この家計調査によると、1~3月の消費支出は29万2284円(2人以上の世帯の月平均)で、前年同期に比べて実質1.9%増えました。4月下旬から5月上旬の大型連休を控えて、宿泊や航空、鉄道の予約などが増加しました。
ただ消費が盛り上がっているとは言いがたいのです。1~3月の消費支出は10~12月比(季節調整値)でみると実質0.2%減。SMBC日興証券の宮前耕也氏は「不要不急の支出が抑えられている。消費は弱めとみるべきだ」と指摘しています。
家計の「黒字」の分析からも消費者の慎重な姿が浮かび上がります。黒字は自由に使えるお金を示す「可処分所得」から消費支出を差し引いた値のことです。この黒字を可処分所得で割った黒字率は18年度に30.8%まで上がった。
2人以上の勤労者世帯の実収入は18年度で月56万5271円と前年度に比べ実質0.5%増えました。女性の労働参加が進むなど世帯収入が増加しましたが、消費がその分だけ伸びなければ黒字率は上がります。お金は消費の代わりに貯蓄に向かっているのです。
第一生命経済研究所の星野卓也氏は「高齢者や配偶者の就労が増えているのは、消費よりも将来に備える目的が大きい」と指摘しています。年金・医療などで将来への懸念が強まっており、収入増が消費に結びついていないとみている。
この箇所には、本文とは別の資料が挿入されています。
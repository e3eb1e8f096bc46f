//! Late request and response bodies.

use serde::{Deserialize, Serialize};
use serde_json::Value;

#[derive(Debug, Serialize)]
#[serde(rename_all = "camelCase")]
pub(crate) struct PresignBody<'a> {
    pub filename: &'a str,
    pub content_type: &'a str,
}

/// Answer of `POST /posts`; the id sits under `post` or at the top level.
#[derive(Debug, Default, Deserialize)]
pub(crate) struct PostCreated {
    #[serde(default)]
    pub post: Option<PostBody>,
    #[serde(default, rename = "_id")]
    pub id: Option<String>,
    #[serde(default)]
    pub error: Option<Value>,
}

#[derive(Debug, Default, Deserialize)]
pub(crate) struct PostBody {
    #[serde(default, rename = "_id", alias = "id")]
    pub id: Option<String>,
}

impl PostCreated {
    pub fn post_id(self) -> Option<String> {
        self.post.and_then(|p| p.id).or(self.id)
    }
}

/// Error text out of a Late error body.
pub(crate) fn error_message(body: &str) -> String {
    match serde_json::from_str::<Value>(body) {
        Ok(value) => match value.get("error").or_else(|| value.get("message")) {
            Some(Value::String(s)) => s.clone(),
            Some(other) => other.to_string(),
            None => body.chars().take(500).collect(),
        },
        Err(_) => body.chars().take(500).collect(),
    }
}
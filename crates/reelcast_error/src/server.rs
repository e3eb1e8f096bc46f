//! Error types for the review service.

/// Error kinds for review service operations.
#[derive(Debug, Clone, PartialEq, Eq, PartialOrd, Ord, Hash, derive_more::Display)]
pub enum ServerErrorKind {
    /// Could not bind the listening socket
    #[display("Failed to bind {}", _0)]
    Bind(String),

    /// The server loop terminated with an error
    #[display("Server error: {}", _0)]
    Serve(String),

    /// Unknown job id
    #[display("Job not found: {}", _0)]
    JobNotFound(String),

    /// Malformed request
    #[display("Bad request: {}", _0)]
    BadRequest(String),
}

/// Error wrapper with location tracking.
#[derive(Debug, Clone, derive_more::Display, derive_more::Error)]
#[display("Server Error: {} at line {} in {}", kind, line, file)]
pub struct ServerError {
    /// The error kind
    pub kind: ServerErrorKind,
    /// Line number where error occurred
    pub line: u32,
    /// File where error occurred
    pub file: &'static str,
}

impl ServerError {
    /// Create a new ServerError with automatic location tracking.
    #[track_caller]
    pub fn new(kind: ServerErrorKind) -> Self {
        let location = std::panic::Location::caller();
        Self {
            kind,
            line: location.line(),
            file: location.file(),
        }
    }
}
大和総研の神田慶司氏は「社会保険料の負担増が消費の伸び悩みに影響している」と分析。今後も給付が減るとの懸念があり、家計で防衛意識が働きやすいという。
厚生労働省が10日に発表した3月の毎月勤労統計(速報)では、物価変動の影響を除いた実質賃金が前年同月比で2.5%減少。景気の先行きは米中貿易戦争の影響など不安要素が多いです。今後も賃金の上昇が見込みにくい状況になれば、消費に対して楽観できない傾向が続く可能性があります。